Start of Block
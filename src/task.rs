// 该文件是 Chewei （车位） 项目的一部分。
// src/task.rs - 批处理任务
//
// 本文件根据 Apache 许可证第 2.0 版（以下简称“许可证”）授权使用；
// 除非遵守该许可证条款，否则您不得使用本文件。
// 您可通过以下网址获取许可证副本：
// http://www.apache.org/licenses/LICENSE-2.0
// 除非适用法律要求或书面同意，根据本许可协议分发的软件均按“原样”提供，
// 不附带任何形式的明示或暗示的保证或条件。
// 有关许可权限与限制的具体条款，请参阅本许可协议。
//
// Copyright (C) 2026 Johann Li <me@qinka.pro>, Wareless Group

use std::{
  path::PathBuf,
  sync::{
    Arc,
    atomic::{AtomicBool, Ordering},
  },
  thread,
  time::{Duration, Instant},
};

use chrono::Utc;
use tracing::{error, info, warn};

use crate::{
  cascade::{Cascade, CascadeOutcome, DropStats},
  config::CascadeConfig,
  frame::ImageFrame,
  model::{OccupancyClassifier, RegionDetector},
  output::{Render, record::SlotRecorder},
  summary::{CorpusSummary, RunReport, RunStats},
};

pub trait Task<I, M, O>: Sized {
  type Output;
  type Error;
  fn run_task(self, input: I, model: M, output: O) -> Result<Self::Output, Self::Error>;
}

/// 批处理任务：逐张处理输入图像，一张图像完成后才开始下一张
#[derive(Debug, Default)]
pub struct BatchTask {
  config: CascadeConfig,
  max_images: Option<usize>,
  slot_record: Option<PathBuf>,
  stop: Arc<AtomicBool>,
}

impl BatchTask {
  pub fn new(config: CascadeConfig) -> Self {
    Self {
      config,
      ..Self::default()
    }
  }

  pub fn with_max_images(mut self, max_images: Option<usize>) -> Self {
    self.max_images = max_images;
    self
  }

  /// 同时导出逐车位明细表
  pub fn with_slot_record(mut self, path: Option<PathBuf>) -> Self {
    self.slot_record = path;
    self
  }

  pub fn config(&self) -> &CascadeConfig {
    &self.config
  }

  /// 置位后任务在下一张图像开始前停止
  pub fn stop_flag(&self) -> Arc<AtomicBool> {
    self.stop.clone()
  }

  /// 安装 Ctrl-C 处理：第一次中断请求停止，30 秒内未退出则强制退出
  pub fn with_ctrlc(self) -> Result<Self, ctrlc::Error> {
    let stop = self.stop.clone();
    ctrlc::set_handler(move || {
      if stop.swap(true, Ordering::SeqCst) {
        return;
      }
      info!("收到中断信号，当前图像处理完成后退出...");
      thread::spawn(|| {
        thread::sleep(Duration::from_secs(30));
        warn!("强制退出程序");
        std::process::exit(1);
      });
    })?;
    Ok(self)
  }

  fn stop_requested(&self) -> bool {
    self.stop.load(Ordering::SeqCst)
  }
}

impl<'a, I, E, D, C, O, RE, const W: u32, const H: u32> Task<I, &'a Cascade<D, C, W, H>, O>
  for BatchTask
where
  I: Iterator<Item = Result<ImageFrame, E>>,
  E: std::fmt::Display,
  D: RegionDetector,
  C: OccupancyClassifier<W, H>,
  O: Render<ImageFrame, CascadeOutcome, Error = RE>,
  RE: std::fmt::Display,
{
  type Output = RunReport;
  type Error = anyhow::Error;

  fn run_task(
    self,
    mut input: I,
    cascade: &'a Cascade<D, C, W, H>,
    output: O,
  ) -> Result<Self::Output, Self::Error> {
    info!("开始批处理任务...");
    let started_at = Utc::now();
    let mut slot_record = self.slot_record.as_ref().and_then(|path| {
      SlotRecorder::create(path)
        .inspect_err(|e| error!("无法创建车位明细表 {}, 不再记录明细: {}", path.display(), e))
        .ok()
    });

    let mut images = CorpusSummary::default();
    let mut stats = RunStats::default();
    let mut interrupted = false;
    let mut attempted = 0usize;

    loop {
      if self.stop_requested() {
        warn!("中断信号接收，退出任务循环");
        interrupted = true;
        break;
      }
      if self.max_images.is_some_and(|n| attempted >= n) {
        info!("达到指定图像数 {}, 退出任务循环", attempted);
        break;
      }
      let Some(frame) = input.next() else {
        break;
      };
      attempted += 1;

      let frame = match frame {
        Ok(frame) => frame,
        Err(e) => {
          warn!("无法读取图像, 已跳过: {}", e);
          stats.images_skipped += 1;
          continue;
        }
      };

      info!("处理第 {} 张图像: {}", attempted, frame.image_id);
      let now = Instant::now();
      let mut drops = DropStats::default();
      let outcome = match cascade.process(&frame.image, &self.config, &mut drops) {
        Ok(outcome) => outcome,
        Err(e) => {
          warn!("图像 {} 检测失败, 已跳过: {}", frame.image_id, e);
          stats.images_skipped += 1;
          continue;
        }
      };
      let elapsed = now.elapsed();

      if let Err(e) = output.render_result(&frame, &outcome) {
        error!("保存图像 {} 的标注结果失败: {}", frame.image_id, e);
      }
      if let Some(recorder) = slot_record.as_mut()
        && let Err(e) = recorder.record(&frame.image_id, &outcome.slots)
      {
        error!("写入车位明细失败, 不再记录明细: {}", e);
        slot_record = None;
      }

      let summary = outcome.summary(&frame.image_id);
      info!(
        "{}: 车位 {}, 占用 {}, 空闲 {}, 丢弃 {}, 耗时: {:.2?}",
        summary.image_id,
        summary.total_slots,
        summary.occupied_count,
        summary.empty_count,
        drops.dropped(),
        elapsed
      );
      stats.record_drops(&drops);
      stats.images_processed += 1;
      images.push(summary);
    }

    if let Some(recorder) = slot_record {
      let rows = recorder.rows();
      match recorder.finish() {
        Ok(_) => info!("车位明细共 {} 行", rows),
        Err(e) => error!("写入车位明细失败: {}", e),
      }
    }

    info!("任务完成: {}", stats);
    Ok(RunReport {
      started_at,
      finished_at: Utc::now(),
      config: self.config,
      stats,
      interrupted,
      images,
    })
  }
}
End of Block
Repeat the records above in full, word for word.

filename src/task.rs
// 该文件是 Chewei （车位） 项目的一部分。
// src/task.rs - 批处理任务
//
// 本文件根据 Apache 许可证第 2.0 版（以下简称“许可证”）授权使用；
// 除非遵守该许可证条款，否则您不得使用本文件。
// 您可通过以下网址获取许可证副本：
// http://www.apache.org/licenses/LICENSE-2.0
// 除非适用法律要求或书面同意，根据本许可协议分发的软件均按“原样”提供，
// 不附带任何形式的明示或暗示的保证或条件。
// 有关许可权限与限制的具体条款，请参阅本许可协议。
//
// Copyright (C) 2026 Johann Li <me@qinka.pro>, Wareless Group

use std::{
  path::PathBuf,
  sync::{
    Arc,
    atomic::{AtomicBool, Ordering},
  },
  thread,
  time::{Duration, Instant},
};

use chrono::Utc;
use tracing::{error, info, warn};

use crate::{
  cascade::{Cascade, CascadeOutcome, DropStats},
  config::CascadeConfig,
  frame::ImageFrame,
  model::{OccupancyClassifier, RegionDetector},
  output::{Render, record::SlotRecorder},
  summary::{CorpusSummary, RunReport, RunStats},
};

pub trait Task<I, M, O>: Sized {
  type Output;
  type Error;
  fn run_task(self, input: I, model: M, output: O) -> Result<Self::Output, Self::Error>;
}

/// 批处理任务：逐张处理输入图像，一张图像完成后才开始下一张
#[derive(Debug, Default)]
pub struct BatchTask {
  config: CascadeConfig,
  max_images: Option<usize>,
  slot_record: Option<PathBuf>,
  stop: Arc<AtomicBool>,
}

impl BatchTask {
  pub fn new(config: CascadeConfig) -> Self {
    Self {
      config,
      ..Self::default()
    }
  }

  pub fn with_max_images(mut self, max_images: Option<usize>) -> Self {
    self.max_images = max_images;
    self
  }

  /// 同时导出逐车位明细表
  pub fn with_slot_record(mut self, path: Option<PathBuf>) -> Self {
    self.slot_record = path;
    self
  }

  pub fn config(&self) -> &CascadeConfig {
    &self.config
  }

  /// 置位后任务在下一张图像开始前停止
  pub fn stop_flag(&self) -> Arc<AtomicBool> {
    self.stop.clone()
  }

  /// 安装 Ctrl-C 处理：第一次中断请求停止，30 秒内未退出则强制退出
  pub fn with_ctrlc(self) -> Result<Self, ctrlc::Error> {
    let stop = self.stop.clone();
    ctrlc::set_handler(move || {
      if stop.swap(true, Ordering::SeqCst) {
        return;
      }
      info!("收到中断信号，当前图像处理完成后退出...");
      thread::spawn(|| {
        thread::sleep(Duration::from_secs(30));
        warn!("强制退出程序");
        std::process::exit(1);
      });
    })?;
    Ok(self)
  }

  fn stop_requested(&self) -> bool {
    self.stop.load(Ordering::SeqCst)
  }
}

impl<'a, I, E, D, C, O, RE, const W: u32, const H: u32> Task<I, &'a Cascade<D, C, W, H>, O>
  for BatchTask
where
  I: Iterator<Item = Result<ImageFrame, E>>,
  E: std::fmt::Display,
  D: RegionDetector,
  C: OccupancyClassifier<W, H>,
  O: Render<ImageFrame, CascadeOutcome, Error = RE>,
  RE: std::fmt::Display,
{
  type Output = RunReport;
  type Error = anyhow::Error;

  fn run_task(
    self,
    mut input: I,
    cascade: &'a Cascade<D, C, W, H>,
    output: O,
  ) -> Result<Self::Output, Self::Error> {
    info!("开始批处理任务...");
    let started_at = Utc::now();
    let mut slot_record = self.slot_record.as_ref().and_then(|path| {
      SlotRecorder::create(path)
        .inspect_err(|e| error!("无法创建车位明细表 {}, 不再记录明细: {}", path.display(), e))
        .ok()
    });

    let mut images = CorpusSummary::default();
    let mut stats = RunStats::default();
    let mut interrupted = false;
    let mut attempted = 0usize;

    loop {
      if self.stop_requested() {
        warn!("中断信号接收，退出任务循环");
        interrupted = true;
        break;
      }
      if self.max_images.is_some_and(|n| attempted >= n) {
        info!("达到指定图像数 {}, 退出任务循环", attempted);
        break;
      }
      let Some(frame) = input.next() else {
        break;
      };
      attempted += 1;

      let frame = match frame {
        Ok(frame) => frame,
        Err(e) => {
          warn!("无法读取图像, 已跳过: {}", e);
          stats.images_skipped += 1;
          continue;
        }
      };

      info!("处理第 {} 张图像: {}", attempted, frame.image_id);
      let now = Instant::now();
      let mut drops = DropStats::default();
      let outcome = match cascade.process(&frame.image, &self.config, &mut drops) {
        Ok(outcome) => outcome,
        Err(e) => {
          warn!("图像 {} 检测失败, 已跳过: {}", frame.image_id, e);
          stats.images_skipped += 1;
          continue;
        }
      };
      let elapsed = now.elapsed();

      if let Err(e) = output.render_result(&frame, &outcome) {
        error!("保存图像 {} 的标注结果失败: {}", frame.image_id, e);
      }
      if let Some(recorder) = slot_record.as_mut()
        && let Err(e) = recorder.record(&frame.image_id, &outcome.slots)
      {
        error!("写入车位明细失败, 不再记录明细: {}", e);
        slot_record = None;
      }

      let summary = outcome.summary(&frame.image_id);
      info!(
        "{}: 车位 {}, 占用 {}, 空闲 {}, 丢弃 {}, 耗时: {:.2?}",
        summary.image_id,
        summary.total_slots,
        summary.occupied_count,
        summary.empty_count,
        drops.dropped(),
        elapsed
      );
      stats.record_drops(&drops);
      stats.images_processed += 1;
      images.push(summary);
    }

    if let Some(recorder) = slot_record {
      let rows = recorder.rows();
      match recorder.finish() {
        Ok(_) => info!("车位明细共 {} 行", rows),
        Err(e) => error!("写入车位明细失败: {}", e),
      }
    }

    info!("任务完成: {}", stats);
    Ok(RunReport {
      started_at,
      finished_at: Utc::now(),
      config: self.config,
      stats,
      interrupted,
      images,
    })
  }
}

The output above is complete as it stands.